2 Huge Thumbs-Up for Walgreens Boots Alliance, With Rite Aid Hanging in the Balance

September 1, 2016 by Jon C. Ogg

It is not that often that one company gets two huge thumbs-up from analysts in the same week when there is not an earnings report. That is the case for Walgreens Boots Alliance Inc. (NASDAQ: WBA) during the week of September 2, 2016. Merrill Lynch reaffirmed its position in the firm’s Top 10 U.S. Ideas List for the third quarter, and Credit Suisse added it the firm’s prized U.S. Focus List. This also has key implications for Rite Aid Corp. (NYSE: RAD) due to the pending merger.

What matters here is how far Walgreens has come, and that it may perhaps avoid much of the post-Brexit woes compared to other companies that operate in the United States and in Britain. Another issue is that massive size with a market cap of $88 billion. If the analysts following Walgreens are correct, this could be among the next mega-cap stocks to reach a market value of $100 billion.

The more pertinent of the two key analyst calls came from Credit Suisse. After all, this was a new addition, and it sees more implied upside to the price target. Credit Suisse had an Outperform rating, and the firm’s Robert Willoughby has a $95 price target.

Credit Suisse sees Walgreens standing to benefit in the near term from continuing cost and working capital management opportunities. An imminent clarity on the Rite Aid deal and further expansion of its payor relationships are also seen as upside opportunities. Credit Suisse sees its potential risks coming from reimbursement challenges, weak front-end sales trends and a failure to successfully close the Rite Aid deal.

Walgreens is currently trading at just 8.7 times Credit Suisse’s 2017 EBITDA estimate. That is below the average multiple of 9.5 times for the pharmaceutical supply channel. Its $95 price target implies that shares can trade at 10.1 times EBITDA with an improved economic profit opportunity.

As far as the Rite Aid exposure, Credit Suisse’s report said:

The successful closing of the Rite Aid acquisition in the second half of 2016 brings meaningful revenue growth, cost cutting, and cash flow opportunities to drive Walgreens Boots’ shares materially higher. Downside from the deal not closing as expected is limited, in our view, given new and potentially more preferred pharmacy network agreements with the leading PBMs, contributions sooner than expected from the early AmerisourceBergen warrant exercise, and ongoing capital deployment.

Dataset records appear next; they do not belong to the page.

//! Temporal correlation of the ordered event stream.
//!
//! Three independent state machines consume events in file order:
//! - `WaveTracker` pairs debuff applications with their clears and groups
//!   them into spawn-bounded waves;
//! - `ComboTracker` detects the two bounded-time combo variants;
//! - `CastTracker` counts configured ability casts per player.
//!
//! Input order is trusted as-is: timestamps are non-decreasing in the
//! source and the correlators never re-sort.

mod casts;
mod combos;
mod waves;

#[cfg(test)]
mod waves_tests;

pub use casts::CastTracker;
pub use combos::ComboTracker;
pub use waves::{DebuffEvent, PlayerStat, Wave, WaveTracker, WaveTrackerParts};
//! Combat log analysis core.
//!
//! The pipeline has three stages, each usable on its own:
//! extraction ([`parser`]) turns raw lines into typed [`combat_log`]
//! events, correlation ([`correlator`]) runs the wave/combo/cast state
//! machines over the ordered stream, and aggregation ([`breakdown`],
//! [`report`]) projects the finished state into a serializable report.
//! [`session::AnalysisSession`] wires all three together.

pub mod breakdown;
pub mod combat_log;
pub mod config;
pub mod correlator;
pub mod parser;
pub mod report;
pub mod session;

pub use combat_log::{EventKind, LogEvent};
pub use config::{ConfigError, load_config};
pub use parser::{extract_event, parse_log_file};
pub use report::AnalysisReport;
pub use session::AnalysisSession;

Merrill Lynch’s Steven Valiquette has a Buy rating on Walgreens, with a $94 price objective. Valiquette sees Walgreens as an attractive vehicle for total return, noting the company’s history of annual dividend hikes. His report for the Top 10 Ideas list said:

The company is levered to the growing healthcare market in both the US and international markets. Walgreens Boots Alliance is also in the midst of change with the Alliance Boots management team reducing costs in the legacy Walgreens operations and placing greater focus on higher margin products. Walgreens Boots Alliance is also pursuing a deal with Rite Aid, which could see the company achieve significant synergies through cost cuts and efficiencies in procurement. In the short-term, we expect the company to also benefit from generic pricing erosion in the US marketplace. Walgreens Boots Alliajnce also just added another major PBM alliance with the announcement of a long-term strategic alliance with Prime Therapeutics, which is the 4th largest PBM in the US market.

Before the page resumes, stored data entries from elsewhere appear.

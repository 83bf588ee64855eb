//! Aggregation and ranking.
//!
//! `Tally` is the single counter primitive used across the crate: it
//! preserves first-seen insertion order so ranking ties resolve
//! deterministically, supports the 1% significance filter, and produces
//! truncated top-N boards. `MeterAggregator` folds raw damage/heal events
//! into the boards the final report serves.

use hashbrown::HashMap;
use serde::Serialize;

use arclog_types::BoardConfig;

use crate::combat_log::{EventKind, LogEvent};

/// One ranked board row.
#[derive(Debug, Clone, PartialEq, Eq, Serialize)]
pub struct BoardEntry {
    pub name: String,
    pub value: i64,
}

/// Insertion-ordered name -> value counter.
///
/// Iteration and ranking tie-breaks follow first-seen order, which is the
/// documented deterministic tie-break for equal values.
#[derive(Debug, Clone, Default)]
pub struct Tally {
    entries: Vec<(String, i64)>,
    index: HashMap<String, usize>,
}

impl Tally {
    pub fn new() -> Self {
        Self::default()
    }

    pub fn add(&mut self, name: &str, amount: i64) {
        match self.index.get(name) {
            Some(&idx) => self.entries[idx].1 += amount,
            None => {
                self.index.insert(name.to_string(), self.entries.len());
                self.entries.push((name.to_string(), amount));
            }
        }
    }

    pub fn get(&self, name: &str) -> i64 {
        self.index.get(name).map_or(0, |&idx| self.entries[idx].1)
    }

    pub fn sum(&self) -> i64 {
        self.entries.iter().map(|(_, v)| v).sum()
    }

    pub fn is_empty(&self) -> bool {
        self.entries.is_empty()
    }

    pub fn len(&self) -> usize {
        self.entries.len()
    }

    /// Descending by value; ties keep first-seen order (stable sort).
    /// `limit` of `None` returns every entry.
    pub fn ranked(&self, limit: Option<usize>) -> Vec<BoardEntry> {
        let mut rows: Vec<BoardEntry> = self
            .entries
            .iter()
            .map(|(name, value)| BoardEntry {
                name: name.clone(),
                value: *value,
            })
            .collect();
        rows.sort_by(|a, b| b.value.cmp(&a.value));
        if let Some(limit) = limit {
            rows.truncate(limit);
        }
        rows
    }

    /// Drop entries below `ratio` of the total before ranking. This is a
    /// significance filter, not a minimum count.
    pub fn ranked_with_tolerance(&self, ratio: f64, limit: Option<usize>) -> Vec<BoardEntry> {
        let floor = self.sum() as f64 * ratio;
        let mut rows: Vec<BoardEntry> = self
            .entries
            .iter()
            .filter(|(_, value)| *value as f64 >= floor)
            .map(|(name, value)| BoardEntry {
                name: name.clone(),
                value: *value,
            })
            .collect();
        rows.sort_by(|a, b| b.value.cmp(&a.value));
        if let Some(limit) = limit {
            rows.truncate(limit);
        }
        rows
    }
}

/// Per-ability hit statistics for one attacker.
#[derive(Debug, Clone, Default, Serialize)]
pub struct AbilityStats {
    pub total: i64,
    pub crit_total: i64,
    pub hits: u32,
    pub crits: u32,
    pub highest_hit: i64,
}

impl AbilityStats {
    fn record(&mut self, amount: i64, critical: bool) {
        self.total += amount;
        self.hits += 1;
        if critical {
            self.crit_total += amount;
            self.crits += 1;
        }
        if amount > self.highest_hit {
            self.highest_hit = amount;
        }
    }

    /// Average hit, one decimal.
    pub fn average_hit(&self) -> f64 {
        if self.hits == 0 {
            return 0.0;
        }
        let avg = self.total as f64 / self.hits as f64;
        (avg * 10.0).round() / 10.0
    }

    /// Share of damage dealt by crits, truncated integer percent.
    pub fn crit_share_percent(&self) -> i64 {
        if self.total == 0 {
            return 0;
        }
        self.crit_total * 100 / self.total
    }

    /// Crit rate over hit count, truncated integer percent.
    pub fn crit_chance_percent(&self) -> i64 {
        if self.hits == 0 {
            return 0;
        }
        self.crits as i64 * 100 / self.hits as i64
    }
}

/// Insertion-ordered ability -> stats map for one attacker.
#[derive(Debug, Clone, Default)]
pub struct AbilityTally {
    entries: Vec<(String, AbilityStats)>,
    index: HashMap<String, usize>,
}

/// One row of a tolerance-filtered ability breakdown.
#[derive(Debug, Clone, Serialize)]
pub struct AbilityRow {
    pub ability: String,
    pub total: i64,
    pub crit_total: i64,
    pub hits: u32,
    pub crits: u32,
    pub highest_hit: i64,
    pub average_hit: f64,
    pub crit_share_percent: i64,
    pub crit_chance_percent: i64,
}

impl AbilityTally {
    fn record(&mut self, ability: &str, amount: i64, critical: bool) {
        let idx = match self.index.get(ability) {
            Some(&idx) => idx,
            None => {
                self.index.insert(ability.to_string(), self.entries.len());
                self.entries.push((ability.to_string(), AbilityStats::default()));
                self.entries.len() - 1
            }
        };
        self.entries[idx].1.record(amount, critical);
    }

    fn total(&self) -> i64 {
        self.entries.iter().map(|(_, s)| s.total).sum()
    }

    /// All abilities above the tolerance floor, descending by total.
    pub fn breakdown(&self, tolerance_ratio: f64) -> Vec<AbilityRow> {
        let floor = self.total() as f64 * tolerance_ratio;
        let mut rows: Vec<AbilityRow> = self
            .entries
            .iter()
            .filter(|(_, stats)| stats.total as f64 >= floor)
            .map(|(ability, stats)| AbilityRow {
                ability: ability.clone(),
                total: stats.total,
                crit_total: stats.crit_total,
                hits: stats.hits,
                crits: stats.crits,
                highest_hit: stats.highest_hit,
                average_hit: stats.average_hit(),
                crit_share_percent: stats.crit_share_percent(),
                crit_chance_percent: stats.crit_chance_percent(),
            })
            .collect();
        rows.sort_by(|a, b| b.total.cmp(&a.total));
        rows
    }
}

/// Folds attack and heal events into entity boards and per-attacker
/// ability breakdowns.
#[derive(Debug)]
pub struct MeterAggregator {
    boards: BoardConfig,
    damage_done: Tally,
    healing_done: Tally,
    damage_taken: Tally,
    healing_received: Tally,
    pot_healing: Tally,
    ability_damage: HashMap<String, AbilityTally>,
    /// Target -> per-attacker damage sources.
    damage_taken_from: HashMap<String, Tally>,
}

impl MeterAggregator {
    pub fn new(boards: BoardConfig) -> Self {
        Self {
            boards,
            damage_done: Tally::new(),
            healing_done: Tally::new(),
            damage_taken: Tally::new(),
            healing_received: Tally::new(),
            pot_healing: Tally::new(),
            ability_damage: HashMap::new(),
            damage_taken_from: HashMap::new(),
        }
    }

    pub fn handle_event(&mut self, event: &LogEvent) {
        match event.kind {
            EventKind::Attack => {
                let Some(amount) = event.magnitude else {
                    return;
                };
                self.damage_done.add(&event.actor, amount);
                if let Some(target) = event.target.as_deref() {
                    self.damage_taken.add(target, amount);
                    self.damage_taken_from
                        .entry(target.to_string())
                        .or_default()
                        .add(&event.actor, amount);
                }
                self.ability_damage
                    .entry(event.actor.clone())
                    .or_default()
                    .record(&event.label, amount, event.critical);
            }
            EventKind::Heal => {
                let Some(amount) = event.magnitude else {
                    return;
                };
                self.healing_done.add(&event.actor, amount);
                let Some(target) = event.target.as_deref() else {
                    return;
                };
                if target == event.actor {
                    // Self-heals stay off the received board; self-targeted
                    // potion labels feed the pots board.
                    if self.boards.pot_abilities.iter().any(|p| p == &event.label) {
                        self.pot_healing.add(&event.actor, amount);
                    }
                } else {
                    self.healing_received.add(target, amount);
                }
            }
            _ => {}
        }
    }

    pub fn boards(&self) -> &BoardConfig {
        &self.boards
    }

    pub fn damage_done(&self) -> &Tally {
        &self.damage_done
    }

    pub fn healing_done(&self) -> &Tally {
        &self.healing_done
    }

    pub fn damage_taken(&self) -> &Tally {
        &self.damage_taken
    }

    pub fn healing_received(&self) -> &Tally {
        &self.healing_received
    }

    pub fn pot_healing(&self) -> &Tally {
        &self.pot_healing
    }

    /// Per-target attacker sources, sorted by target name. Attackers
    /// below the tolerance share of that target's damage taken are
    /// dropped.
    pub fn damage_sources(&self) -> Vec<(String, Vec<BoardEntry>)> {
        let mut targets: Vec<&String> = self.damage_taken_from.keys().collect();
        targets.sort();
        targets
            .into_iter()
            .map(|target| {
                (
                    target.clone(),
                    self.damage_taken_from[target]
                        .ranked_with_tolerance(self.boards.tolerance_ratio, None),
                )
            })
            .collect()
    }

    /// Per-attacker ability breakdowns, sorted by attacker name for
    /// deterministic output.
    pub fn ability_breakdowns(&self) -> Vec<(String, Vec<AbilityRow>)> {
        let mut players: Vec<&String> = self.ability_damage.keys().collect();
        players.sort();
        players
            .into_iter()
            .map(|player| {
                (
                    player.clone(),
                    self.ability_damage[player].breakdown(self.boards.tolerance_ratio),
                )
            })
            .collect()
    }
}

Merrill Lynch’s investment rationale from a reiterated Buy rating on August 29 said:

In conjunction with our view of the slowdown in generic inflation and a movement towards generic deflation, we believe drug chains and dispensers of drugs are poised to benefit from this deflationary trend. We see the planned RAD deal as being a good move by WBA and see significant benefits that the combined organization will have in reducing the overall cost structure of the businesses.

As for the Merrill Lynch valuation:

Our 17 times P/E multiple is a 10% premium to the current trading range of comparable companies. We assign a higher Price/Earnings (P/E) multiple due to greater cost cutting efficiencies that can be achieved within the Retail US segment and greater expansion of private label offerings. Risks to our price objective are continued reimbursement rate pressures, FTC blockage of the planned Rite Aid deal, and softness within the front end retail business.

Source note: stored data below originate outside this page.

//! Receipt text parsing
//!
//! Pulls the figures an audit needs out of OCR text from a payout
//! screenshot. OCR routinely misreads the rupee sign, so the amount pattern
//! accepts any of `₹`, `R`, `s`, `?`, `I`, `N` or `|` as the currency marker.

use chrono::Utc;
use regex::Regex;
use rust_decimal::Decimal;
use serde::{Deserialize, Serialize};
use std::str::FromStr;
use std::sync::LazyLock;

const AMOUNT_PATTERN: &str = r"(?i)[₹|Rs?INR]\.?\s?([\d,]+\.?\d*)";
const DATE_PATTERN: &str = r"(\d{2}[/-]\d{2}[/-]\d{2,4})";
const PENALTY_KEYWORDS: [&str; 4] = ["penalty", "adjustment", "deduction", "dr"];

static PARSER: LazyLock<ReceiptParser> = LazyLock::new(ReceiptParser::new);

/// Structured view of a receipt
#[derive(Debug, Clone, PartialEq, Serialize, Deserialize)]
pub struct ReceiptAnalysis {
    /// First date found, or today as `YYYY-MM-DD`
    pub detected_date: String,

    /// Largest amount found (zero when none)
    pub total_earnings: Decimal,

    /// Text mentions a penalty, adjustment or deduction
    pub penalty_flag: bool,

    /// Every amount found, in text order
    pub raw_amounts_found: Vec<Decimal>,
}

/// Compiled receipt patterns
#[derive(Debug)]
pub struct ReceiptParser {
    amount_regex: Regex,
    date_regex: Regex,
}

impl Default for ReceiptParser {
    fn default() -> Self {
        Self::new()
    }
}

impl ReceiptParser {
    /// Compile the patterns
    pub fn new() -> Self {
        Self {
            amount_regex: Regex::new(AMOUNT_PATTERN).expect("amount pattern is valid"),
            date_regex: Regex::new(DATE_PATTERN).expect("date pattern is valid"),
        }
    }

    /// Parse raw receipt text
    pub fn parse(&self, raw_text: &str) -> ReceiptAnalysis {
        let text = raw_text.replace('\n', " ");
        let text = text.trim();

        let raw_amounts_found: Vec<Decimal> = self
            .amount_regex
            .captures_iter(text)
            .filter_map(|caps| caps.get(1))
            .filter_map(|m| parse_amount(m.as_str()))
            .collect();

        let total_earnings = raw_amounts_found
            .iter()
            .copied()
            .max()
            .unwrap_or(Decimal::ZERO);

        let lower = text.to_lowercase();
        let penalty_flag = PENALTY_KEYWORDS.iter().any(|kw| lower.contains(kw));

        let detected_date = self
            .date_regex
            .captures(text)
            .and_then(|caps| caps.get(1))
            .map(|m| m.as_str().to_string())
            .unwrap_or_else(|| Utc::now().format("%Y-%m-%d").to_string());

        tracing::debug!(
            amounts = raw_amounts_found.len(),
            total = %total_earnings,
            penalty_flag,
            "Receipt parsed"
        );

        ReceiptAnalysis {
            detected_date,
            total_earnings,
            penalty_flag,
            raw_amounts_found,
        }
    }
}

/// Parse a receipt with the shared parser
pub fn parse_gig_receipt(raw_text: &str) -> ReceiptAnalysis {
    PARSER.parse(raw_text)
}

fn parse_amount(captured: &str) -> Option<Decimal> {
    let cleaned = captured.replace(',', "");
    let cleaned = cleaned.trim_end_matches('.');
    if cleaned.is_empty() {
        return None;
    }
    Decimal::from_str(cleaned).ok()
}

Prime Therapeutics is owned by a consortium 14 private Blue Cross Blue Shield plans. The recently announced alliance will be a new model that aligns pharmacy, PBM and health plans in an effort to coordinate patient care, improve health care outcomes and deliver cost of care opportunities. Walgreens has over 8,000 retail locations and Prime Therapeutics has some 22 million members.

Shares of Walgreens were trading up 0.6% at $81.23 on Thursday, with a consensus analyst price target of $91.98 and in a 52-week range of $71.50 to $95.74.

Rite Aid shares are closer to $7.55 and continue to trade well below its $9.00 per share cash buyout offer. That deal has been approved by shareholders, but the regulatory review remains an unresolved issue. Investors should understand that a merger arbitrage spread indicating almost 20% gains if the deal were to close should be viewed as a red flag, with many investors not expecting the deal to close successfully. That being said, Rite Aid shares remain in limbo until more clarity is seen on this issue.

Rite Aid’s shares have a consensus analyst price target of $8.88, and the 52-week range is $5.88 to $8.74. Other key research on the Rite Aid deal and the valuation from recent months were as follows:

At the time of the merger, 24/7 Wall St. opined that Rite Aid could have demanded a higher buyout price. Still, that was then and a lot has happened since. Stay tuned.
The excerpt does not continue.